Mixpanel's infrastructure underneath could answer a hundred variants of the same question in seconds, but every variant still cost analysts their afternoon because the engine had no programmatic surface. Funnels are built, ad hoc, one at a time. Over time, I invented scrappy scripts to automate many of these tasks, a set of power tools for me and my colleagues to use. They were useful, but brittle.

Mixpanel Headless solves programmatic access to all of Mixpanel's capabilities. It's the full build. A typed Python SDK that exposes our entire product surface from code. And I believe an agent driving it can 10x the productivity of any analyst in your organization.

<em>Every report, cohort, funnel, retention curve, dashboard, feature flag, and experiment is now a typed Python object, ready for whatever you—or your agent—wants to do with it.</em> — *Every report, cohort, funnel, retention curve, dashboard, feature flag, and experiment is now a typed Python object, ready for whatever you—or your agent—wants to do with it.*

Headless doesn't mean "no brain." It means that you can put your own head on Mixpanel, utilizing our distributed query engine and all Mixpanel’s best ad-hoc analysis features from code. As I moved to operating via SDK, the implications were immediately apparent: By replacing tools with code, the sky was now the limit. Anything was possible! Instead of "calling" Mixpanel, I was "building" with Mixpanel. This frees product analytics in a way it's never been freed before. Let me explain.

The headless pattern

Developers know this word. Headless browsers (Puppeteer, Playwright) gave us automated testing and accelerated the pace of development. Headless CMS decoupled content from presentation and unlocked programmatic publishing. In each case, the same thing happened: stripping the UI layer exposed a programmatic surface that changed how we build. No UI means you can build beyond the capabilities of the UI.

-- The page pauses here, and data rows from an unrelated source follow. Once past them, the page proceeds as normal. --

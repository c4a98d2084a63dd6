//! Logging and Trace Export
//!
//! Structured logging through `tracing-subscriber`, with optional span
//! export to any OTLP collector.
//!
//! # Environment Variables
//!
//! - `RUST_LOG`: extra filter directives on top of `market_ingest=info`
//! - `OTEL_ENABLED`: set to "true" to export spans (default: false)
//! - `OTEL_EXPORTER_OTLP_ENDPOINT`: OTLP endpoint (default: http://localhost:4317)
//! - `OTEL_SERVICE_NAME`: service name on exported spans (default: market-ingest)

use opentelemetry::trace::TracerProvider as _;
use opentelemetry_otlp::WithExportConfig;
use opentelemetry_sdk::trace::SdkTracerProvider;
use tracing_subscriber::EnvFilter;
use tracing_subscriber::layer::SubscriberExt;
use tracing_subscriber::util::SubscriberInitExt;

const DEFAULT_SERVICE_NAME: &str = "market-ingest";

const DEFAULT_OTLP_ENDPOINT: &str = "http://localhost:4317";

/// Directives always applied on top of `RUST_LOG`.
const STATIC_DIRECTIVES: &[&str] = &[
    "market_ingest=info",
    "hyper=warn",
    "h2=warn",
    "reqwest=warn",
    "tungstenite=warn",
];

/// Flushes and shuts down the span exporter when dropped.
pub struct TelemetryGuard {
    tracer_provider: Option<SdkTracerProvider>,
}

impl Drop for TelemetryGuard {
    fn drop(&mut self) {
        if let Some(provider) = self.tracer_provider.take()
            && let Err(e) = provider.shutdown()
        {
            eprintln!("Failed to shutdown OpenTelemetry tracer provider: {e}");
        }
    }
}

/// Telemetry configuration.
#[derive(Debug, Clone, PartialEq, Eq)]
pub struct TelemetryConfig {
    /// Whether spans are exported.
    pub enabled: bool,
    /// OTLP exporter endpoint.
    pub otlp_endpoint: String,
    /// Service name on exported spans.
    pub service_name: String,
}

impl Default for TelemetryConfig {
    fn default() -> Self {
        Self {
            enabled: false,
            otlp_endpoint: DEFAULT_OTLP_ENDPOINT.to_string(),
            service_name: DEFAULT_SERVICE_NAME.to_string(),
        }
    }
}

impl TelemetryConfig {
    /// Create configuration from environment variables.
    #[must_use]
    pub fn from_env() -> Self {
        Self::from_source(|key| std::env::var(key).ok())
    }

    fn from_source(source: impl Fn(&str) -> Option<String>) -> Self {
        let defaults = Self::default();
        Self {
            enabled: source("OTEL_ENABLED")
                .is_some_and(|v| matches!(v.trim().to_ascii_lowercase().as_str(), "true" | "1")),
            otlp_endpoint: source("OTEL_EXPORTER_OTLP_ENDPOINT").unwrap_or(defaults.otlp_endpoint),
            service_name: source("OTEL_SERVICE_NAME").unwrap_or(defaults.service_name),
        }
    }
}

/// Initialize telemetry from the environment.
///
/// The returned guard must be kept alive for the life of the process.
#[must_use]
pub fn init() -> TelemetryGuard {
    init_with_config(TelemetryConfig::from_env())
}

/// Initialize telemetry with explicit configuration.
///
/// # Panics
///
/// Panics if a static filter directive fails to parse. Export setup
/// failures fall back to local logging only.
#[must_use]
#[allow(clippy::expect_used)]
pub fn init_with_config(config: TelemetryConfig) -> TelemetryGuard {
    let env_filter = STATIC_DIRECTIVES
        .iter()
        .fold(EnvFilter::from_default_env(), |filter, directive| {
            filter.add_directive(directive.parse().expect("static filter directive is valid"))
        });

    let fmt_layer = tracing_subscriber::fmt::layer()
        .with_target(true)
        .with_thread_ids(false)
        .with_file(false)
        .with_line_number(false);

    let exporter = if config.enabled {
        opentelemetry_otlp::SpanExporter::builder()
            .with_tonic()
            .with_endpoint(&config.otlp_endpoint)
            .build()
            .map_err(|e| eprintln!("OTLP exporter unavailable, logging locally only: {e}"))
            .ok()
    } else {
        None
    };

    let Some(exporter) = exporter else {
        tracing_subscriber::registry()
            .with(env_filter)
            .with(fmt_layer)
            .init();
        return TelemetryGuard {
            tracer_provider: None,
        };
    };

    let tracer_provider = SdkTracerProvider::builder()
        .with_batch_exporter(exporter)
        .with_resource(
            opentelemetry_sdk::Resource::builder()
                .with_service_name(config.service_name.clone())
                .build(),
        )
        .build();

    let tracer = tracer_provider.tracer(config.service_name);
    let otel_layer = tracing_opentelemetry::layer().with_tracer(tracer);

    tracing_subscriber::registry()
        .with(env_filter)
        .with(fmt_layer)
        .with(otel_layer)
        .init();

    TelemetryGuard {
        tracer_provider: Some(tracer_provider),
    }
}

#[cfg(test)]
mod tests {
    use super::*;

    #[test]
    fn default_config() {
        let config = TelemetryConfig::default();
        assert!(!config.enabled);
        assert_eq!(config.otlp_endpoint, DEFAULT_OTLP_ENDPOINT);
        assert_eq!(config.service_name, "market-ingest");
    }

    #[test]
    fn config_from_source() {
        let config = TelemetryConfig::from_source(|key| match key {
            "OTEL_ENABLED" => Some("TRUE".to_string()),
            "OTEL_SERVICE_NAME" => Some("ingest-eu".to_string()),
            _ => None,
        });
        assert!(config.enabled);
        assert_eq!(config.service_name, "ingest-eu");
        assert_eq!(config.otlp_endpoint, DEFAULT_OTLP_ENDPOINT);

        assert!(!TelemetryConfig::from_source(|_| Some("no".to_string())).enabled);
    }

    #[test]
    fn static_directives_parse() {
        for directive in STATIC_DIRECTIVES {
            assert!(directive.parse::<tracing_subscriber::filter::Directive>().is_ok());
        }
    }
}
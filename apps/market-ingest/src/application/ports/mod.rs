//! Port Interfaces
//!
//! Defines the interfaces (ports) for external systems following
//! the Hexagonal Architecture pattern. Each port ships with an in-memory
//! adapter used by tests and local runs.
//!
//! ## Driven Ports (Outbound)
//!
//! - `KeyValueCache`: watermarks, snapshots, ticker lists
//! - `TimeSeriesBackend`: partitioned bar storage
//! - `Crawler`: upstream symbols, history and snapshots
//! - `StreamConnection`: live feed connection
//! - `TickerRepository`: ticker registry

mod cache_port;
mod crawler_port;
mod stream_port;
mod ticker_repository_port;
mod time_series_port;

pub use cache_port::{CacheError, InMemoryCache, KeyValueCache, get_json, set_json};
pub use crawler_port::{CrawledBar, Crawler, CrawlerError, HistoryCall, InMemoryCrawler};
pub use stream_port::{ConnectionState, StreamConnection, StreamError};
pub(crate) use ticker_repository_port::merge_new;
pub use ticker_repository_port::{
    InMemoryTickerRepository, TickerRepository, TickerRepositoryError,
};
pub use time_series_port::{
    InMemoryTimeSeries, Point, PointQuery, PointValue, TimeSeriesBackend, TimeSeriesError,
};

Mixpanel Headless does the same thing for analytics. Every feature, every configuration, every query engine in our product, now accessible from code. What makes this moment different from previous headless waves is the audience. Headless browsers served developers. Headless CMS served content teams. Headless analytics serves everyone who has a hard question about their users, because the agent becomes the interface and “natural language” becomes the UI.

No UI means you can build beyond the capabilities of the UI.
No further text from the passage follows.